Chapter 18: Oxidative Phosphorylation

The text elucidates the principles of the electron-transport chain, where electrons flow from high-transfer-potential carriers like NADH and FADH2 to molecular oxygen, a process driven by standard reduction potentials. This electron transfer occurs through four major protein complexes: NADH-Q oxidoreductase (Complex I), Succinate-Q reductase (Complex II), Q-cytochrome c oxidoreductase (Complex III), and Cytochrome c oxidase (Complex IV). The summary details how Complexes I, III, and IV function as proton pumps, generating a transmembrane proton gradient known as the proton-motive force, as described by Peter Mitchell’s chemiosmotic hypothesis. Key electron carriers such as the lipid-soluble ubiquinone (Coenzyme Q) and the protein cytochrome c are explained in terms of their roles in shuttling electrons between these large complexes.

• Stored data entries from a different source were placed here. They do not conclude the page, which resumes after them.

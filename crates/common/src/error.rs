//! Common error type for the utility layer
//!
//! Module-specific code in `common` reports failures through [`CommonError`];
//! the conversion into the public `VaultError` taxonomy happens at the
//! infrastructure boundary.

use std::time::Duration;

use thiserror::Error;

/// Error type shared by the utility modules.
#[derive(Error, Debug)]
pub enum CommonError {
    #[error("Operation '{operation}' timed out after {elapsed:?}")]
    Timeout { operation: String, elapsed: Duration },

    /// The operation was aborted through its cancellation token.
    #[error("Cancelled: {0}")]
    Cancelled(String),

    #[error("Crypto error: {0}")]
    Crypto(String),

    #[error("Compression error: {0}")]
    Compression(String),

    #[error("Configuration error: {0}")]
    Config(String),

    #[error("Serialization error: {0}")]
    Serialization(String),

    #[error("Internal error: {0}")]
    Internal(String),
}

impl CommonError {
    pub fn timeout(operation: impl Into<String>, elapsed: Duration) -> Self {
        Self::Timeout { operation: operation.into(), elapsed }
    }

    pub fn cancelled(message: impl Into<String>) -> Self {
        Self::Cancelled(message.into())
    }

    pub fn crypto(message: impl Into<String>) -> Self {
        Self::Crypto(message.into())
    }

    pub fn compression(message: impl Into<String>) -> Self {
        Self::Compression(message.into())
    }

    pub fn config(message: impl Into<String>) -> Self {
        Self::Config(message.into())
    }

    pub fn internal(message: impl Into<String>) -> Self {
        Self::Internal(message.into())
    }

    /// Whether the failure is a cancellation rather than a fault.
    pub fn is_cancelled(&self) -> bool {
        matches!(self, Self::Cancelled(_))
    }
}

impl From<serde_json::Error> for CommonError {
    fn from(err: serde_json::Error) -> Self {
        Self::Serialization(format!("JSON error: {err}"))
    }
}

/// Result type alias for utility operations
pub type CommonResult<T> = std::result::Result<T, CommonError>;

#[cfg(test)]
mod tests {
    //! Unit tests for error.
    use super::*;

    /// Validates `CommonError::timeout` behavior for the display formatting
    /// scenario.
    ///
    /// Assertions:
    /// - Ensures the rendered message names the operation and duration.
    #[test]
    fn timeout_display_names_operation() {
        let err = CommonError::timeout("fetch_file_list", Duration::from_secs(5));
        let rendered = err.to_string();

        assert!(rendered.contains("fetch_file_list"));
        assert!(rendered.contains("5s"));
    }

    /// Validates `CommonError::cancelled` behavior for the classification
    /// scenario.
    ///
    /// Assertions:
    /// - Ensures `err.is_cancelled()` evaluates to true.
    /// - Ensures a crypto error is not classified as cancelled.
    #[test]
    fn cancelled_classification() {
        assert!(CommonError::cancelled("stop").is_cancelled());
        assert!(!CommonError::crypto("bad padding").is_cancelled());
    }
}
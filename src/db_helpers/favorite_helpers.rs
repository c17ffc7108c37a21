use sqlx::SqlitePool;

use crate::{errors::RequestError, models::RecipeSummary, shopping_list::CartLine};

async fn get_recipe_summary(
    pool: &SqlitePool,
    recipe_id: i64,
) -> Result<RecipeSummary, RequestError> {
    let summary = sqlx::query_as::<_, RecipeSummary>(
        "SELECT id, name, image, cooking_time FROM recipes WHERE id = ?",
    )
    .bind(recipe_id)
    .fetch_optional(pool)
    .await?;
    summary.ok_or(RequestError::NotFound)
}

async fn relation_exists(
    pool: &SqlitePool,
    table: &'static str,
    user_id: i64,
    recipe_id: i64,
) -> Result<bool, RequestError> {
    let query = format!("SELECT COUNT(*) FROM {table} WHERE user_id = ? AND recipe_id = ?");
    let (count,): (i64,) = sqlx::query_as(&query)
        .bind(user_id)
        .bind(recipe_id)
        .fetch_one(pool)
        .await?;
    Ok(count > 0)
}

pub async fn is_favorited_in_db(
    pool: &SqlitePool,
    user_id: i64,
    recipe_id: i64,
) -> Result<bool, RequestError> {
    relation_exists(pool, "favorites", user_id, recipe_id).await
}

pub async fn is_in_cart_in_db(
    pool: &SqlitePool,
    user_id: i64,
    recipe_id: i64,
) -> Result<bool, RequestError> {
    relation_exists(pool, "shopping_cart", user_id, recipe_id).await
}

pub async fn add_favorite_in_db(
    pool: &SqlitePool,
    user_id: i64,
    recipe_id: i64,
) -> Result<RecipeSummary, RequestError> {
    let summary = get_recipe_summary(pool, recipe_id).await?;
    if is_favorited_in_db(pool, user_id, recipe_id).await? {
        return Err(RequestError::BadRequest("Recipe is already in favorites"));
    }
    sqlx::query("INSERT INTO favorites (user_id, recipe_id) VALUES (?, ?)")
        .bind(user_id)
        .bind(recipe_id)
        .execute(pool)
        .await?;
    Ok(summary)
}

pub async fn remove_favorite_in_db(
    pool: &SqlitePool,
    user_id: i64,
    recipe_id: i64,
) -> Result<(), RequestError> {
    get_recipe_summary(pool, recipe_id).await?;
    if !is_favorited_in_db(pool, user_id, recipe_id).await? {
        return Err(RequestError::BadRequest("Recipe is not in favorites"));
    }
    sqlx::query("DELETE FROM favorites WHERE user_id = ? AND recipe_id = ?")
        .bind(user_id)
        .bind(recipe_id)
        .execute(pool)
        .await?;
    Ok(())
}

pub async fn add_to_cart_in_db(
    pool: &SqlitePool,
    user_id: i64,
    recipe_id: i64,
) -> Result<RecipeSummary, RequestError> {
    let summary = get_recipe_summary(pool, recipe_id).await?;
    if is_in_cart_in_db(pool, user_id, recipe_id).await? {
        return Err(RequestError::BadRequest(
            "Recipe is already in the shopping cart",
        ));
    }
    sqlx::query("INSERT INTO shopping_cart (user_id, recipe_id) VALUES (?, ?)")
        .bind(user_id)
        .bind(recipe_id)
        .execute(pool)
        .await?;
    Ok(summary)
}

pub async fn remove_from_cart_in_db(
    pool: &SqlitePool,
    user_id: i64,
    recipe_id: i64,
) -> Result<(), RequestError> {
    get_recipe_summary(pool, recipe_id).await?;
    if !is_in_cart_in_db(pool, user_id, recipe_id).await? {
        return Err(RequestError::BadRequest(
            "Recipe is not in the shopping cart",
        ));
    }
    sqlx::query("DELETE FROM shopping_cart WHERE user_id = ? AND recipe_id = ?")
        .bind(user_id)
        .bind(recipe_id)
        .execute(pool)
        .await?;
    Ok(())
}

/// Every ingredient link from every recipe in the user's cart, in cart
/// insertion order. Aggregation happens in `shopping_list`.
pub async fn get_cart_lines_in_db(
    pool: &SqlitePool,
    user_id: i64,
) -> Result<Vec<CartLine>, RequestError> {
    let lines = sqlx::query_as::<_, CartLine>(
        r#"
        SELECT i.name, ri.amount
        FROM shopping_cart sc
        JOIN recipe_ingredients ri ON ri.recipe_id = sc.recipe_id
        JOIN ingredients i ON i.id = ri.ingredient_id
        WHERE sc.user_id = ?
        ORDER BY sc.id, ri.id
        "#,
    )
    .bind(user_id)
    .fetch_all(pool)
    .await?;
    Ok(lines)
}
pub async fn create_recipe(
    Extension(pool): Extension<Arc<SqlitePool>>,
    user: AuthUser,
    Json(request): Json<RecipeRequest>,
) -> CreatedResult<RecipeResponse> {
    request.validate().map_err(|e| e.to_json_response())?;

    let recipe_id = insert_recipe_in_db(&pool, user.id, &request)
        .await
        .map_err(|e| e.to_json_response())?;
    let recipe = get_recipe_in_db(&pool, recipe_id)
        .await
        .map_err(|e| e.to_json_response())?;
    let response = build_recipe_response(&pool, recipe, Some(user.id))
        .await
        .map_err(|e| e.to_json_response())?;
    Ok((StatusCode::CREATED, Json(response)))
}

pub async fn get_recipe(
    Extension(pool): Extension<Arc<SqlitePool>>,
    viewer: MaybeUser,
    Path(id): Path<i64>,
) -> JsonResult<RecipeResponse> {
    let recipe = get_recipe_in_db(&pool, id)
        .await
        .map_err(|e| e.to_json_response())?;
    let response = build_recipe_response(&pool, recipe, viewer.get_id())
        .await
        .map_err(|e| e.to_json_response())?;
    Ok(Json(response))
}

pub async fn update_recipe(
    Extension(pool): Extension<Arc<SqlitePool>>,
    user: AuthUser,
    Path(id): Path<i64>,
    Json(request): Json<RecipeRequest>,
) -> JsonResult<RecipeResponse> {
    let recipe = get_recipe_in_db(&pool, id)
        .await
        .map_err(|e| e.to_json_response())?;
    if recipe.author_id != user.id {
        return Err(RequestError::Forbidden(
            "You do not have permission to edit this recipe",
        )
        .to_json_response());
    }
    request.validate().map_err(|e| e.to_json_response())?;

    update_recipe_in_db(&pool, id, &request)
        .await
        .map_err(|e| e.to_json_response())?;
    let recipe = get_recipe_in_db(&pool, id)
        .await
        .map_err(|e| e.to_json_response())?;
    let response = build_recipe_response(&pool, recipe, Some(user.id))
        .await
        .map_err(|e| e.to_json_response())?;
    Ok(Json(response))
}

pub async fn delete_recipe(
    Extension(pool): Extension<Arc<SqlitePool>>,
    user: AuthUser,
    Path(id): Path<i64>,
) -> NoContentResult {
    let recipe = get_recipe_in_db(&pool, id)
        .await
        .map_err(|e| e.to_json_response())?;
    if recipe.author_id != user.id {
        return Err(RequestError::Forbidden(
            "You do not have permission to delete this recipe",
        )
        .to_json_response());
    }
    delete_recipe_in_db(&pool, id)
        .await
        .map_err(|e| e.to_json_response())?;
    Ok(StatusCode::NO_CONTENT)
}

// ----------------- Favorite / Cart Handlers -----------------

pub async fn add_favorite(
    Extension(pool): Extension<Arc<SqlitePool>>,
    user: AuthUser,
    Path(id): Path<i64>,
) -> CreatedResult<RecipeSummaryResponse> {
    let summary = add_favorite_in_db(&pool, user.id, id).await.map_err(|e| {
        if e.is_unique_violation() {
            return RequestError::BadRequest("Recipe is already in favorites").to_json_response();
        }
        e.to_json_response()
    })?;
    Ok((StatusCode::CREATED, Json(RecipeSummaryResponse::from(summary))))
}

pub async fn remove_favorite(
    Extension(pool): Extension<Arc<SqlitePool>>,
    user: AuthUser,
    Path(id): Path<i64>,
) -> NoContentResult {
    remove_favorite_in_db(&pool, user.id, id)
        .await
        .map_err(|e| e.to_json_response())?;
    Ok(StatusCode::NO_CONTENT)
}

pub async fn add_to_cart(
    Extension(pool): Extension<Arc<SqlitePool>>,
    user: AuthUser,
    Path(id): Path<i64>,
) -> CreatedResult<RecipeSummaryResponse> {
    let summary = add_to_cart_in_db(&pool, user.id, id).await.map_err(|e| {
        if e.is_unique_violation() {
            return RequestError::BadRequest("Recipe is already in the shopping cart")
                .to_json_response();
        }
        e.to_json_response()
    })?;
    Ok((StatusCode::CREATED, Json(RecipeSummaryResponse::from(summary))))
}

pub async fn remove_from_cart(
    Extension(pool): Extension<Arc<SqlitePool>>,
    user: AuthUser,
    Path(id): Path<i64>,
) -> NoContentResult {
    remove_from_cart_in_db(&pool, user.id, id)
        .await
        .map_err(|e| e.to_json_response())?;
    Ok(StatusCode::NO_CONTENT)
}

pub async fn download_shopping_cart(
    Extension(pool): Extension<Arc<SqlitePool>>,
    user: AuthUser,
) -> Result<impl axum::response::IntoResponse, JsonResponse<Value>> {
    let lines = get_cart_lines_in_db(&pool, user.id)
        .await
        .map_err(|e| e.to_json_response())?;
    let body = render_shopping_list(&aggregate_cart(lines));
    Ok((
        [
            (header::CONTENT_TYPE, "text/plain; charset=utf-8"),
            (
                header::CONTENT_DISPOSITION,
                "attachment; filename=\"shopping_list.txt\"",
            ),
        ],
        body,
    ))
}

The chapter further explores the sophisticated mechanism of ATP synthase (Complex V), a molecular motor composed of a proton-conducting F0 unit and a catalytic F1 unit. It describes how the flow of protons back into the matrix drives the rotation of the gamma subunit, which in turn induces conformational changes (the binding-change mechanism involving Open, Loose, and Tight states) in the beta subunits to synthesize and release ATP. Additionally, the text covers the transport systems required to move metabolites across the impermeable inner membrane, including the ATP-ADP translocase and shuttle systems like the glycerol 3-phosphate shuttle and the malate-aspartate shuttle, which transport electrons from cytoplasmic NADH. The regulation of cellular respiration via respiratory control, dependent on ADP availability, is analyzed, alongside the phenomenon of uncoupling proteins (like UCP-1 in brown adipose tissue) that generate heat instead of ATP. Finally, the summary addresses the medical implications of oxidative phosphorylation, including the toxic effects of inhibitors like cyanide and carbon monoxide, the cellular defense against reactive oxygen species (ROS) via enzymes like superoxide dismutase, and the role of mitochondria in initiating apoptosis through cytochrome c release.